_Task to complete_:
List all lines of the data that include the string "FlakyMedia".

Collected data
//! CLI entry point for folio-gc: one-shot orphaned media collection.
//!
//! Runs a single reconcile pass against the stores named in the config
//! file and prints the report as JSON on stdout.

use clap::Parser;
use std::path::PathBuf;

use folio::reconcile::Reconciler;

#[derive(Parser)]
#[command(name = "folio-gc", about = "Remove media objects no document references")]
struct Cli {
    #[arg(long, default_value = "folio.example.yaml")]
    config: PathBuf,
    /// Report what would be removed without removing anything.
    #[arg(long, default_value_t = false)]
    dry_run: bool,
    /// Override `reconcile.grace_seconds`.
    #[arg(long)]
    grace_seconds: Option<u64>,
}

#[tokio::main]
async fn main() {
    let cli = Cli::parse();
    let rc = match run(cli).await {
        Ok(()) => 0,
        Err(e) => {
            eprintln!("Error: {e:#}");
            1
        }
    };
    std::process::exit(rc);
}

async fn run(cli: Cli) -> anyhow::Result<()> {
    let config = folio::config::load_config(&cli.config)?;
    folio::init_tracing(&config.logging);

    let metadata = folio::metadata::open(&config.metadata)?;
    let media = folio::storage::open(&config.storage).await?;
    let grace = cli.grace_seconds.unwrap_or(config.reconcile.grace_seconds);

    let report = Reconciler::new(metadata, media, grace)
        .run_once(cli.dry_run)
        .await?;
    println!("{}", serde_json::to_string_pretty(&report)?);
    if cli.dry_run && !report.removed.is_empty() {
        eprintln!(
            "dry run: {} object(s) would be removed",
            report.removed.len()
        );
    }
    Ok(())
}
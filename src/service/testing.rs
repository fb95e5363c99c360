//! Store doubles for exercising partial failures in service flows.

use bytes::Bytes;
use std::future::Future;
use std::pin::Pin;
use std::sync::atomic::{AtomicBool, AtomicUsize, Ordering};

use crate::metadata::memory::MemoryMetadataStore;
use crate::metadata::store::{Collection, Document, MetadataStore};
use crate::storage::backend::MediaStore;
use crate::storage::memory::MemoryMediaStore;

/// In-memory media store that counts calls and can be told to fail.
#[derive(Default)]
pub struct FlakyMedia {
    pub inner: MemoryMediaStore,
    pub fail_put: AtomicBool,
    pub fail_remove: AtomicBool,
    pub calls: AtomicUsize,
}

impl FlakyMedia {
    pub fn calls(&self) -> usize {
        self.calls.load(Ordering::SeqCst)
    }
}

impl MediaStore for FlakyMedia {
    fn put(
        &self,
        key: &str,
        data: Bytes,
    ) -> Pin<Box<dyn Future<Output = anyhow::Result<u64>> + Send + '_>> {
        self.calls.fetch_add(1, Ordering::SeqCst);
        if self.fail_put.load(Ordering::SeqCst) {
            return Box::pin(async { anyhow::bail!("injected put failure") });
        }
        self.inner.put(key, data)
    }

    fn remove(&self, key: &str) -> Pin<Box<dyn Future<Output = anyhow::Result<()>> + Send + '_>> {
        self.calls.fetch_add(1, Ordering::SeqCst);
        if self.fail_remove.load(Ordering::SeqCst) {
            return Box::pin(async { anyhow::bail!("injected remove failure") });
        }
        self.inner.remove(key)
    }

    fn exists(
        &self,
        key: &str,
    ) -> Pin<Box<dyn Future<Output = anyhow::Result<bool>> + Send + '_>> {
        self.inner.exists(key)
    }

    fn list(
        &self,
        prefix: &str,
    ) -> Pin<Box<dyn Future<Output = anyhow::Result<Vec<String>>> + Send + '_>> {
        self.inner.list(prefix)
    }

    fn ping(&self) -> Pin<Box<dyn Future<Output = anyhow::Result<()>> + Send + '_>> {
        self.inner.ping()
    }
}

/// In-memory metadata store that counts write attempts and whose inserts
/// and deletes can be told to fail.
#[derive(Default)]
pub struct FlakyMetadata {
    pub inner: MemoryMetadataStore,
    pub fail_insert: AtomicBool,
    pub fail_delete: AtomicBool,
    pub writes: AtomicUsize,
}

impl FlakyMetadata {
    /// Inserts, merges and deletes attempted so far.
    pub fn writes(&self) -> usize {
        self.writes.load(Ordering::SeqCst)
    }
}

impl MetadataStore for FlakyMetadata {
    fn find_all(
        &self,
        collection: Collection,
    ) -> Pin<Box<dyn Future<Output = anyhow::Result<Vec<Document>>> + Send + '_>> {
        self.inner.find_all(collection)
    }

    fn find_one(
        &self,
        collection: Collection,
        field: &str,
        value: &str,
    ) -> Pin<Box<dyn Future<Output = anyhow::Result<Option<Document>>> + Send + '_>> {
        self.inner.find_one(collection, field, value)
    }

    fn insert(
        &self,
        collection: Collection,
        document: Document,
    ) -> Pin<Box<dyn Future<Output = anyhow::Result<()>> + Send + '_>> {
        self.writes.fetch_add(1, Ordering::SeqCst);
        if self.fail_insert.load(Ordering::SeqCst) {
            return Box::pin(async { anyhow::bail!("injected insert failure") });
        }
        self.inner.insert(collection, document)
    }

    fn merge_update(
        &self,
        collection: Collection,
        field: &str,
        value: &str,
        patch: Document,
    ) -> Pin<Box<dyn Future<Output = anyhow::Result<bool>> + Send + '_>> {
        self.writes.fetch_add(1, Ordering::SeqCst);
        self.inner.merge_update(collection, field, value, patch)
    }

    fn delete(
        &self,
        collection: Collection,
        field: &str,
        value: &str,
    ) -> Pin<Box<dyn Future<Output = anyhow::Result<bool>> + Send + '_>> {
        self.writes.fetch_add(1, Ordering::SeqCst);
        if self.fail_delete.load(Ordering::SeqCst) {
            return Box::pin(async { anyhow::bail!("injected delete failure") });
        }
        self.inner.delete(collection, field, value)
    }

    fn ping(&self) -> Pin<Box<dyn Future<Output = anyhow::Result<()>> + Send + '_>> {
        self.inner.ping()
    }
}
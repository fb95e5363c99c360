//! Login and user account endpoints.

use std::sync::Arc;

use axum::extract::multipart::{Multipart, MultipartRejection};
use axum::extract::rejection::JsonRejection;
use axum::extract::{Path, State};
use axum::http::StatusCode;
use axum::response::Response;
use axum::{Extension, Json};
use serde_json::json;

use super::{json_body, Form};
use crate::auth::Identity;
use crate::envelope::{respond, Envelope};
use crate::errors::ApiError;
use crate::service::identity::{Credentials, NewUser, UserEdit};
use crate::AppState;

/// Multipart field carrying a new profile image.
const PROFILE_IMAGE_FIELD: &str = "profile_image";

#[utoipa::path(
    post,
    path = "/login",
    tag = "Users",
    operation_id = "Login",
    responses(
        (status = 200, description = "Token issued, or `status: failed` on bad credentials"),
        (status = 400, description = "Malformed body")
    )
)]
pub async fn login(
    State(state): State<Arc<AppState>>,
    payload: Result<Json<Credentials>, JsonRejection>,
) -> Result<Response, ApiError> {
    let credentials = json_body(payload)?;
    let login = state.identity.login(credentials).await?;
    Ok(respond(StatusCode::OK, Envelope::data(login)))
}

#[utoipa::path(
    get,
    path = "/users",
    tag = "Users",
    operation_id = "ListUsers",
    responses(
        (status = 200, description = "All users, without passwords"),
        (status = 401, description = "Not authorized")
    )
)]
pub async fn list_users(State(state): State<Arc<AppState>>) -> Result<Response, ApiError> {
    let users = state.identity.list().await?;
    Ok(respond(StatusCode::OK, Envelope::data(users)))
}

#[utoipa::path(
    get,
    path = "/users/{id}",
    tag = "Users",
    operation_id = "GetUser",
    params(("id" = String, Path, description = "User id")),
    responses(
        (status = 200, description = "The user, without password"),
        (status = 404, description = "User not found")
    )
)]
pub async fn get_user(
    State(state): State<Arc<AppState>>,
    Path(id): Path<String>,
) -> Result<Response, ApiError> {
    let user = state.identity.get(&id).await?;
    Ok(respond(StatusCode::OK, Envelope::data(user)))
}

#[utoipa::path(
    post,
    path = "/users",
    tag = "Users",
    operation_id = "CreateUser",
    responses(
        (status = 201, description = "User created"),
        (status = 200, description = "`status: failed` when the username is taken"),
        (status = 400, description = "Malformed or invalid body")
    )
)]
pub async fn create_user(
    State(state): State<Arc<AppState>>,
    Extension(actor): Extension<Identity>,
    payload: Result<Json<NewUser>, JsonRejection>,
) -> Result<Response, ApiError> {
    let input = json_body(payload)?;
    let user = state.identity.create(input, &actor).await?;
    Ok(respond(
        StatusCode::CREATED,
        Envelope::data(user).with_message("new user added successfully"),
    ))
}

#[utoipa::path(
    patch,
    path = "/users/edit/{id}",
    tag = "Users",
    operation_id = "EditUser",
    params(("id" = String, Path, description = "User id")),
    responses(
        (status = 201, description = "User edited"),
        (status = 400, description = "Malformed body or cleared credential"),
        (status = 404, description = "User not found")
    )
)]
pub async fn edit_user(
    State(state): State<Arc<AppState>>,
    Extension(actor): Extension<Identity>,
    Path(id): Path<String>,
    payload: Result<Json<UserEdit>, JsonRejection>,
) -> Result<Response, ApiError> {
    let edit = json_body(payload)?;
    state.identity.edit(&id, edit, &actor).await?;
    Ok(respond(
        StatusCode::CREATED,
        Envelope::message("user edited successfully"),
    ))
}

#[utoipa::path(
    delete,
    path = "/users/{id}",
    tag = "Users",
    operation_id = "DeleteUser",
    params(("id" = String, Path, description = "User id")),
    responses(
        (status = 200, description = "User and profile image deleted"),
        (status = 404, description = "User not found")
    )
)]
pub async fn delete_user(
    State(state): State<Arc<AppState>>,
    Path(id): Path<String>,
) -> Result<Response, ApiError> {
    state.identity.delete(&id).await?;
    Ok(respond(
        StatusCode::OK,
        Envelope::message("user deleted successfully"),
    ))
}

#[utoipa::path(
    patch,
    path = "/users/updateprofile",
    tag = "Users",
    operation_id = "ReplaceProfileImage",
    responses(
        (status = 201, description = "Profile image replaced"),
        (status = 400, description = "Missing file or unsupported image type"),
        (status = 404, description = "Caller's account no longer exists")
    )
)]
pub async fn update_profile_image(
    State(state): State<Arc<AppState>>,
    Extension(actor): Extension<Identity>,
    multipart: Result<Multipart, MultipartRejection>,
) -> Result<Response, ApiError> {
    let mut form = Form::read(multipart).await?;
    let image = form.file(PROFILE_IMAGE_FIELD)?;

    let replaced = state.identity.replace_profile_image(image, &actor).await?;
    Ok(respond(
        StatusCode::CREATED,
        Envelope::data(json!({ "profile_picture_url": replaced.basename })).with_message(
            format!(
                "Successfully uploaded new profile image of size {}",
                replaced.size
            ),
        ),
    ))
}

_Your solution_:
pub struct FlakyMedia {
impl FlakyMedia {
impl MediaStore for FlakyMedia {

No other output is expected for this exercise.